# Home Sense is Finally Getting Hallowe'en Stock!



## Aelwyn (Jul 7, 2008)

Some pics I snapped with my man whispering at me frantically "don't get caught!". My reply? "I'm doing it in the name of Hallowe'en and Home Haunters everywhere!" Heehee.

Ground Breakers! Only $14.99--they had a Pirate, a Jailbird, a Cowboy and a Mummy. I checked their regular price online, and they're $29.99 at Target. I'm going back on pay day to get two of them (since my hard is small).









Some cute knick-knacky stuff. Wrought iron witch shoes, though, are cool. And some witch ornaments I want to get for my kitchen. Some cute glittery mummies at the top.

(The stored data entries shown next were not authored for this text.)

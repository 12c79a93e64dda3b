use std::path::PathBuf;

use clap::Args;
use inquire::Confirm;

use crate::{cli::commands::ExitOnErr, utils::init::get_env_file_with_defaults};

#[derive(Args, Debug)]
pub struct InitArgs {
    /// Overwrite an existing file without asking
    #[arg(short, long, default_value_t = false)]
    overwrite: bool,

    /// Where to write the settings file
    #[arg(long, default_value = ".env", value_name = "FILE")]
    path: PathBuf,
}

pub fn execute(args: &InitArgs) {
    let env_file =
        get_env_file_with_defaults("env.default.jinja").exit_on_err("Failed to get env file");

    if args.path.exists() && !args.overwrite {
        let should_overwrite = Confirm::new(&format!(
            "{} already exists. Do you want to overwrite it?",
            args.path.display()
        ))
        .with_default(false)
        .prompt()
        .unwrap_or(false);

        if !should_overwrite {
            println!("Exiting...");
            return;
        }
    }

    std::fs::write(&args.path, env_file)
        .exit_on_err(&format!("Failed to create {}", args.path.display()));
    println!("✅ Created {}.", args.path.display());
    println!("   Fill in MODELSYNC__DATABASE__* and run `modelsync export`.");
}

Lots of metal candle holding pumpkin thingies this year. Must be leftover from last year.









I'm definitely getting this garland for the kitchen. The pumpkins and cats would look fabulous over my cupboards.


----------



## Aelwyn (Jul 7, 2008)

And these really cool bat candle lanterns. Wrought iron, in two different styles:


----------



## Up_Up_And_Away (Jul 19, 2008)

Hmm, we don't have any Home Sense stores here in the US, but I see they're part of the TJ Max/Marshall's/Home Goods/AJ Wright family of stores... I'll have to check those brands this week!


----------



## Aelwyn (Jul 7, 2008)

According to here: http://www.tjx.com/index.html , TJMax and HomeGoods are related stores.  So yay!!!!!!


----------



## pyro (Oct 7, 2006)

cutesy stuff --mmm Fangs will like that


----------



## scream1973 (Dec 23, 2007)

Hey did you happen to see if they had any of the hard gothic crosses like they had last year?

I'll have to go check out Winners as well


----------



## Aelwyn (Jul 7, 2008)

Not yet, but I'm crossing my fingers that they'll get them in again!


----------



## AngelEye (Jul 27, 2008)

I love those bat lanterns. Michaels has just started to put out their Halloween merchandise too. I bought $30 of it already. All glass bottles with creepy ingredients and an Alchemist sign. I want to really doup my kitchen this year. I started last year but didn't go full swing with it.


----------



## skeletonowl (Aug 8, 2006)

i shall check out the partner stores defiantly. They changed our Ragshop to Michaels or the other way around and now they don't carry as much good stuff.


----------



## Night Owl (Feb 28, 2008)

I'd definitely go for the bat lanterns.


----------



## Aelwyn (Jul 7, 2008)

Was at Homesense today, and they had Hallowe'en stuff out in the garden stuff tent.  it all just came out today. I didn't have a camera, but they had foam skellies draped in fabric, ground breakers, and cute knick knacks (there's one witch that I NEED to get to go in my Witchy Kitchen--she wears black and white striped stockings, and is only $20!).

I'll be back there Thursday, so I'll see if I can snap a few pics.


----------



## Ghoul Friday (Oct 6, 2007)

Yup. Those bat lanterns are really neat.


----------



## scream1973 (Dec 23, 2007)

Got the crosses out yet. ? 

Might be time for me to take a trip to our Winners and see if they have anything out.. Closest Homesense is in St Catherines for me .. so about 20 mins away


----------



## Ghoul Friday (Oct 6, 2007)

Went to Home Sense today. Autumn coloured items, but no Halloween. And though I'm a little disappointed, I'm ok with stores waiting a little longer before they bring out the Halloween stuff.

But I really wanted to see that Bat lantern in person.


----------



## scream1973 (Dec 23, 2007)

Just got back from Home Sense.. Yeah they had some of the crosses.. I picked up one and matched my gargoyle as well.. THey had the bigger gargoyles that were very cool but almost all of thier resin stock had holes or cracks in it . the big gargoyles looked like they had been ran over with a shopping cart..busted toes , gap in the jaw.. and they would only give 10% off so had to pass this year.. Not in my budget to do 2 of the bigger ones although they would fit the look i am going for perfectly..especially if i drilled them out to pump smoke out hte mouth.. oh well if they have them next year i will put them in hte budget.


----------



## Big Howlin (Jul 15, 2006)

Nice, another store to go spend more money. Home sense stuff is always really fun to look at. I find that sometimes its not always in the best condition, but nothing to severe and you always get 10-15% off when it is.


----------